::: EXTRACTED DATA :::
//! Decryption grant and oracle wire types.
//!
//! The grant payload is signed over its canonical codec encoding; the oracle request/response
//! travel as JSON with hex-encoded keys, signatures and handles and decimal-string cleartext.

use crate::execution::{decryption_namespace, Address, NAMESPACE};
use crate::game::{ErrorKind, Handle};
use bytes::{Buf, BufMut};
use commonware_codec::{DecodeExt, Encode, EncodeSize, Error, Read, ReadExt, ReadRangeExt, Write};
use commonware_cryptography::{
    ed25519::{PrivateKey, PublicKey, Signature},
    Signer, Verifier,
};
use commonware_utils::{from_hex_formatted, hex};
use serde::{Deserialize, Serialize};
use std::collections::BTreeMap;
use thiserror::Error as ThisError;

/// Validity window of every grant.
pub const GRANT_DURATION_DAYS: u64 = 7;

pub const SECONDS_PER_DAY: u64 = 24 * 60 * 60;

/// Maximum number of ledger addresses a single grant may cover.
pub const MAX_GRANT_CONTRACTS: usize = 10;

/// Maximum number of handles decrypted in one batch.
pub const MAX_DECRYPTION_HANDLES: usize = 64;

/// Canonical content of a decryption grant (everything the owner signs).
#[derive(Clone, Debug, PartialEq, Eq)]
pub struct GrantPayload {
    pub ephemeral_public: PublicKey,
    pub contracts: Vec<Address>,
    /// Seconds since the unix epoch.
    pub issued_at: u64,
    pub duration_days: u64,
}

impl GrantPayload {
    pub fn new(ephemeral_public: PublicKey, contracts: Vec<Address>, issued_at: u64) -> Self {
        Self {
            ephemeral_public,
            contracts,
            issued_at,
            duration_days: GRANT_DURATION_DAYS,
        }
    }

    pub fn expires_at(&self) -> u64 {
        self.issued_at
            .saturating_add(self.duration_days.saturating_mul(SECONDS_PER_DAY))
    }

    pub fn is_expired_at(&self, now: u64) -> bool {
        now >= self.expires_at()
    }

    pub fn covers(&self, contract: &Address) -> bool {
        self.contracts.contains(contract)
    }

    pub fn sign(&self, private: &PrivateKey) -> Signature {
        private.sign(&decryption_namespace(NAMESPACE), &self.encode())
    }

    pub fn verify(&self, owner: &PublicKey, signature: &Signature) -> bool {
        owner.verify(
            &decryption_namespace(NAMESPACE),
            &self.encode(),
            signature,
        )
    }
}

impl Write for GrantPayload {
    fn write(&self, writer: &mut impl BufMut) {
        self.ephemeral_public.write(writer);
        self.contracts.write(writer);
        self.issued_at.write(writer);
        self.duration_days.write(writer);
    }
}

impl Read for GrantPayload {
    type Cfg = ();

    fn read_cfg(reader: &mut impl Buf, _: &Self::Cfg) -> Result<Self, Error> {
        Ok(Self {
            ephemeral_public: PublicKey::read(reader)?,
            contracts: Vec::<Address>::read_range(reader, 1..=MAX_GRANT_CONTRACTS)?,
            issued_at: u64::read(reader)?,
            duration_days: u64::read(reader)?,
        })
    }
}

impl EncodeSize for GrantPayload {
    fn encode_size(&self) -> usize {
        self.ephemeral_public.encode_size()
            + self.contracts.encode_size()
            + self.issued_at.encode_size()
            + self.duration_days.encode_size()
    }
}

/// A handle together with the ledger that owns it.
#[derive(Clone, Debug, PartialEq, Eq, Serialize, Deserialize)]
pub struct HandleScope {
    pub handle: Handle,
    pub contract: String,
}

#[derive(Debug, ThisError, PartialEq, Eq)]
pub enum RequestError {
    #[error("invalid {0} encoding")]
    InvalidField(&'static str),
    #[error("too many handles: {got} (max {max})")]
    TooManyHandles { got: usize, max: usize },
    #[error("empty request")]
    Empty,
}

/// Body of a user decryption request sent to the oracle.
#[derive(Clone, Debug, PartialEq, Eq, Serialize, Deserialize)]
pub struct DecryptionRequest {
    pub handles: Vec<HandleScope>,
    pub ephemeral_public: String,
    pub signature: String,
    pub contracts: Vec<String>,
    pub owner: String,
    pub issued_at: u64,
    pub duration_days: u64,
}

/// A request after decoding every hex field.
#[derive(Clone, Debug)]
pub struct DecodedRequest {
    pub handles: Vec<(Handle, Address)>,
    pub payload: GrantPayload,
    pub signature: Signature,
    pub owner: PublicKey,
}

pub fn encode_address(address: &Address) -> String {
    hex(address.as_ref())
}

pub fn decode_address(value: &str) -> Option<Address> {
    let raw = from_hex_formatted(value)?;
    Address::decode(raw.as_ref()).ok()
}

pub fn encode_public_key(public: &PublicKey) -> String {
    hex(&public.encode())
}

pub fn decode_public_key(value: &str) -> Option<PublicKey> {
    let raw = from_hex_formatted(value)?;
    PublicKey::decode(raw.as_ref()).ok()
}

impl DecryptionRequest {
    pub fn new(
        handles: &[(Handle, Address)],
        payload: &GrantPayload,
        signature: &Signature,
        owner: &PublicKey,
    ) -> Self {
        Self {
            handles: handles
                .iter()
                .map(|(handle, contract)| HandleScope {
                    handle: *handle,
                    contract: encode_address(contract),
                })
                .collect(),
            ephemeral_public: encode_public_key(&payload.ephemeral_public),
            signature: hex(&signature.encode()),
            contracts: payload.contracts.iter().map(encode_address).collect(),
            owner: encode_public_key(owner),
            issued_at: payload.issued_at,
            duration_days: payload.duration_days,
        }
    }

    pub fn decode(&self) -> Result<DecodedRequest, RequestError> {
        if self.handles.is_empty() {
            return Err(RequestError::Empty);
        }
        if self.handles.len() > MAX_DECRYPTION_HANDLES {
            return Err(RequestError::TooManyHandles {
                got: self.handles.len(),
                max: MAX_DECRYPTION_HANDLES,
            });
        }
        if self.contracts.is_empty() || self.contracts.len() > MAX_GRANT_CONTRACTS {
            return Err(RequestError::InvalidField("contracts"));
        }
        let handles = self
            .handles
            .iter()
            .map(|scope| {
                decode_address(&scope.contract)
                    .map(|contract| (scope.handle, contract))
                    .ok_or(RequestError::InvalidField("contract"))
            })
            .collect::<Result<Vec<_>, _>>()?;
        let contracts = self
            .contracts
            .iter()
            .map(|value| decode_address(value).ok_or(RequestError::InvalidField("contracts")))
            .collect::<Result<Vec<_>, _>>()?;
        let ephemeral_public = decode_public_key(&self.ephemeral_public)
            .ok_or(RequestError::InvalidField("ephemeral_public"))?;
        let owner =
            decode_public_key(&self.owner).ok_or(RequestError::InvalidField("owner"))?;
        let signature = from_hex_formatted(&self.signature)
            .and_then(|raw| Signature::decode(raw.as_ref()).ok())
            .ok_or(RequestError::InvalidField("signature"))?;

        Ok(DecodedRequest {
            handles,
            payload: GrantPayload {
                ephemeral_public,
                contracts,
                issued_at: self.issued_at,
                duration_days: self.duration_days,
            },
            signature,
            owner,
        })
    }
}

/// Oracle response: decimal-string cleartext keyed by handle. Handles the oracle could not
/// answer are absent (never defaulted).
#[derive(Clone, Debug, Default, PartialEq, Eq, Serialize, Deserialize)]
pub struct DecryptionResponse {
    pub values: BTreeMap<Handle, String>,
}

/// Machine-readable code for an expired or not-yet-valid grant.
pub const CODE_GRANT_EXPIRED: &str = "grant_expired";

/// JSON error body returned by the ledger and the oracle.
#[derive(Clone, Debug, PartialEq, Eq, Serialize, Deserialize)]
pub struct ErrorResponse {
    pub kind: ErrorKind,
    pub error: String,
    #[serde(default, skip_serializing_if = "Option::is_none")]
    pub code: Option<String>,
}

#[cfg(test)]
mod tests {
    use super::*;
    use crate::execution::ledger_address;
    use crate::game::HANDLE_LEN;

    fn keys() -> (PrivateKey, PrivateKey) {
        (PrivateKey::from_seed(1), PrivateKey::from_seed(2))
    }

    #[test]
    fn test_grant_signature_binds_payload() {
        let (owner, ephemeral) = keys();
        let payload = GrantPayload::new(
            ephemeral.public_key(),
            vec![ledger_address(b"test")],
            1_700_000_000,
        );
        let signature = payload.sign(&owner);
        assert!(payload.verify(&owner.public_key(), &signature));

        // Any change to the payload invalidates the signature.
        let mut tampered = payload.clone();
        tampered.issued_at += 1;
        assert!(!tampered.verify(&owner.public_key(), &signature));

        let mut widened = payload.clone();
        widened.contracts.push(ledger_address(b"other"));
        assert!(!widened.verify(&owner.public_key(), &signature));

        // Signature is bound to the owner.
        assert!(!payload.verify(&ephemeral.public_key(), &signature));
    }

    #[test]
    fn test_grant_expiry_window() {
        let (_, ephemeral) = keys();
        let payload = GrantPayload::new(ephemeral.public_key(), vec![ledger_address(b"x")], 100);
        assert_eq!(payload.duration_days, GRANT_DURATION_DAYS);
        assert_eq!(payload.expires_at(), 100 + 7 * SECONDS_PER_DAY);
        assert!(!payload.is_expired_at(100));
        assert!(!payload.is_expired_at(payload.expires_at() - 1));
        assert!(payload.is_expired_at(payload.expires_at()));
    }

    #[test]
    fn test_request_decodes_to_signed_payload() {
        let (owner, ephemeral) = keys();
        let contract = ledger_address(b"test");
        let payload = GrantPayload::new(ephemeral.public_key(), vec![contract], 42);
        let signature = payload.sign(&owner);
        let handle = Handle::new([3u8; HANDLE_LEN]);

        let request = DecryptionRequest::new(
            &[(handle, contract)],
            &payload,
            &signature,
            &owner.public_key(),
        );
        let json = serde_json::to_string(&request).unwrap();
        let request: DecryptionRequest = serde_json::from_str(&json).unwrap();

        let decoded = request.decode().unwrap();
        assert_eq!(decoded.handles, vec![(handle, contract)]);
        assert_eq!(decoded.payload, payload);
        assert_eq!(decoded.owner, owner.public_key());
        assert!(decoded.payload.verify(&decoded.owner, &decoded.signature));
    }

    #[test]
    fn test_request_rejects_bad_fields() {
        let (owner, ephemeral) = keys();
        let contract = ledger_address(b"test");
        let payload = GrantPayload::new(ephemeral.public_key(), vec![contract], 42);
        let signature = payload.sign(&owner);
        let handle = Handle::new([3u8; HANDLE_LEN]);
        let request = DecryptionRequest::new(
            &[(handle, contract)],
            &payload,
            &signature,
            &owner.public_key(),
        );

        let mut bad = request.clone();
        bad.owner = "zz".to_string();
        assert_eq!(bad.decode().unwrap_err(), RequestError::InvalidField("owner"));

        let mut bad = request.clone();
        bad.handles.clear();
        assert_eq!(bad.decode().unwrap_err(), RequestError::Empty);

        let mut bad = request;
        bad.handles = vec![
            HandleScope {
                handle,
                contract: encode_address(&contract),
            };
            MAX_DECRYPTION_HANDLES + 1
        ];
        assert!(matches!(
            bad.decode().unwrap_err(),
            RequestError::TooManyHandles { .. }
        ));
    }

    #[test]
    fn test_response_json_shape() {
        let handle = Handle::new([9u8; HANDLE_LEN]);
        let mut response = DecryptionResponse::default();
        response.values.insert(handle, "7".to_string());
        let json = serde_json::to_value(&response).unwrap();
        assert_eq!(json["values"][handle.to_string()], "7");
    }

    #[test]
    fn test_error_response_code_is_optional() {
        let parsed: ErrorResponse =
            serde_json::from_str(r#"{"kind":"state","error":"game not started"}"#).unwrap();
        assert_eq!(parsed.kind, ErrorKind::State);
        assert_eq!(parsed.code, None);

        let body = ErrorResponse {
            kind: ErrorKind::Authorization,
            error: "grant expired".to_string(),
            code: Some(CODE_GRANT_EXPIRED.to_string()),
        };
        let json = serde_json::to_value(&body).unwrap();
        assert_eq!(json["kind"], "authorization");
        assert_eq!(json["code"], CODE_GRANT_EXPIRED);
    }
}
use rand::{Rng, RngCore};
use std::time::Duration;

/// Exponential backoff for the given (zero-based) retry, capped at `max`.
pub(crate) fn exponential_backoff(initial: Duration, max: Duration, retry: usize) -> Duration {
    let factor = 1u32.checked_shl(retry.min(16) as u32).unwrap_or(u32::MAX);
    initial.saturating_mul(factor).min(max)
}

pub(crate) fn jittered_backoff(rng: &mut impl RngCore, backoff: Duration) -> Duration {
    let backoff_ms = backoff.as_millis() as u64;
    if backoff_ms <= 1 {
        return backoff;
    }

    // "Equal jitter": delay is in [backoff/2, backoff].
    let half_ms = backoff_ms / 2;
    let jitter_ms = rng.gen_range(0..=half_ms);
    Duration::from_millis(half_ms.saturating_add(jitter_ms))
}

#[cfg(test)]
mod tests {
    use super::*;
    use rand::{rngs::StdRng, SeedableRng};

    #[test]
    fn test_exponential_backoff_caps() {
        let initial = Duration::from_millis(100);
        let max = Duration::from_secs(1);
        assert_eq!(exponential_backoff(initial, max, 0), initial);
        assert_eq!(exponential_backoff(initial, max, 2), Duration::from_millis(400));
        assert_eq!(exponential_backoff(initial, max, 10), max);
        assert_eq!(exponential_backoff(initial, max, 1_000), max);
    }

    #[test]
    fn test_jittered_backoff_bounds() {
        let mut rng = StdRng::seed_from_u64(7);
        let backoff = Duration::from_millis(200);
        for _ in 0..100 {
            let delay = jittered_backoff(&mut rng, backoff);
            assert!(delay >= Duration::from_millis(100));
            assert!(delay <= backoff);
        }
        assert_eq!(jittered_backoff(&mut rng, Duration::ZERO), Duration::ZERO);
    }
}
:::
EXERCISE OBJECTIVE -> Print, unaltered, every line from the beginning of the material down to the line with "use thiserror::Error as ThisError;".

SOLUTION ->
//! Decryption grant and oracle wire types.
//!
//! The grant payload is signed over its canonical codec encoding; the oracle request/response
//! travel as JSON with hex-encoded keys, signatures and handles and decimal-string cleartext.

use crate::execution::{decryption_namespace, Address, NAMESPACE};
use crate::game::{ErrorKind, Handle};
use bytes::{Buf, BufMut};
use commonware_codec::{DecodeExt, Encode, EncodeSize, Error, Read, ReadExt, ReadRangeExt, Write};
use commonware_cryptography::{
    ed25519::{PrivateKey, PublicKey, Signature},
    Signer, Verifier,
};
use commonware_utils::{from_hex_formatted, hex};
use serde::{Deserialize, Serialize};
use std::collections::BTreeMap;
use thiserror::Error as ThisError;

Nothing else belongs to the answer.